Work item - Show all the lines in the data below that include the word "programs".

Collected data:
┄┄┄┄┄┄┄┄┄┄

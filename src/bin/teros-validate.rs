//! teros-validate - Pre-execution validation tool for .t3s files
//!
//! # Usage
//!
//! ```bash
//! # Assemble, link and check every .t3s file in a directory
//! teros-validate path/to/programs
//!
//! # Only the checks whose failures would fault at runtime
//! teros-validate --quick path/to/programs
//!
//! # Verbose output with instruction/data counts and every diagnostic
//! teros-validate -v path/to/programs
//! ```
//!
//! # Exit Codes
//!
//! - 0: All files validated successfully (no errors)
//! - 1: One or more files failed validation (assembly errors or error-level diagnostics)
//! - 2: Invalid arguments or IO error

use std::path::Path;
use std::process::ExitCode;
use teros::validate::{
    validate_directory_with_config, validate_file_with_config, ValidationResult,
    ValidationSummary,
};
use teros::vm::validator::{DiagnosticLevel, ValidationConfig};

fn main() -> ExitCode {
    let args: Vec<String> = std::env::args().collect();

    let mut verbose = false;
    let mut quick = false;
    let mut paths = Vec::new();

    for arg in args.iter().skip(1) {
        match arg.as_str() {
            "-v" | "--verbose" => verbose = true,
            "-q" | "--quick" => quick = true,
            "-h" | "--help" => {
                print_help();
                return ExitCode::SUCCESS;
            }
            _ if arg.starts_with('-') => {
                eprintln!("Unknown option: {}\n", arg);
                print_help();
                return ExitCode::from(2);
            }
            _ => paths.push(arg.clone()),
        }
    }

    if paths.is_empty() {
        eprintln!("Error: No path specified\n");
        print_help();
        return ExitCode::from(2);
    }

    let config = if quick {
        ValidationConfig::quick()
    } else {
        ValidationConfig::full()
    };

    let mut all_results = Vec::new();

    for path_str in &paths {
        let path = Path::new(path_str);

        if !path.exists() {
            eprintln!("Error: Path does not exist: {}", path.display());
            return ExitCode::from(2);
        }

        if path.is_file() {
            let result = validate_file_with_config(path, Some(&config));
            print_result(&result, verbose);
            all_results.push(result);
        } else if path.is_dir() {
            match validate_directory_with_config(path, Some(&config)) {
                Ok(results) => {
                    for result in &results {
                        print_result(result, verbose);
                    }
                    all_results.extend(results);
                }
                Err(e) => {
                    eprintln!("Error reading directory {}: {}", path.display(), e);
                    return ExitCode::from(2);
                }
            }
        }
    }

    let summary = ValidationSummary::from_results(&all_results);
    eprintln!();
    summary.print_report();

    if summary.failed > 0 {
        ExitCode::FAILURE
    } else {
        ExitCode::SUCCESS
    }
}

fn print_result(result: &ValidationResult, verbose: bool) {
    match result {
        ValidationResult::Ok {
            path,
            program,
            diagnostics,
        } => {
            let marker = if result.is_ok() { "+" } else { "!" };

            if verbose {
                println!(
                    "{} {} ({} instrs, {} data bytes, entry {})",
                    marker,
                    path.display(),
                    program.len(),
                    program.data.len(),
                    program.entry
                );
            } else {
                println!("{} {}", marker, path.display());
            }

            // Info-level notes only in verbose mode
            for d in diagnostics
                .iter()
                .filter(|d| verbose || d.level != DiagnosticLevel::Info)
            {
                let level_str = match d.level {
                    DiagnosticLevel::Error => "  ERROR",
                    DiagnosticLevel::Warning => "  WARN ",
                    DiagnosticLevel::Info => "  INFO ",
                };
                match d.instruction_idx {
                    Some(idx) => eprintln!("  {} [{}]: {}", level_str, idx, d.message),
                    None => eprintln!("  {}: {}", level_str, d.message),
                }
            }
        }
        ValidationResult::Err { path, error } => {
            eprintln!("x {}", path.display());
            match error.line {
                Some(line) => eprintln!("  line {}: {}", line, error.message),
                None => eprintln!("  {}", error.message),
            }
            if let Some(snippet) = &error.snippet {
                eprintln!("  | {}", snippet);
            }
        }
    }
}

fn print_help() {
    eprintln!("teros-validate - Validate .t3s assembly files");
    eprintln!();
    eprintln!("USAGE:");
    eprintln!("    teros-validate [OPTIONS] <PATH>...");
    eprintln!();
    eprintln!("ARGS:");
    eprintln!("    <PATH>    File or directory to validate (recursive for directories)");
    eprintln!();
    eprintln!("OPTIONS:");
    eprintln!("    -v, --verbose    Show counts and info-level diagnostics");
    eprintln!("    -q, --quick      Skip the termination analysis");
    eprintln!("    -h, --help       Print this help message");
    eprintln!();
    eprintln!("EXIT CODES:");
    eprintln!("    0    All files validated successfully");
    eprintln!("    1    One or more files failed validation");
    eprintln!("    2    Invalid arguments or IO error");
}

┄┄┄┄┄┄┄┄┄┄

Response area -
//! teros-validate path/to/programs
//! teros-validate --quick path/to/programs
//! teros-validate -v path/to/programs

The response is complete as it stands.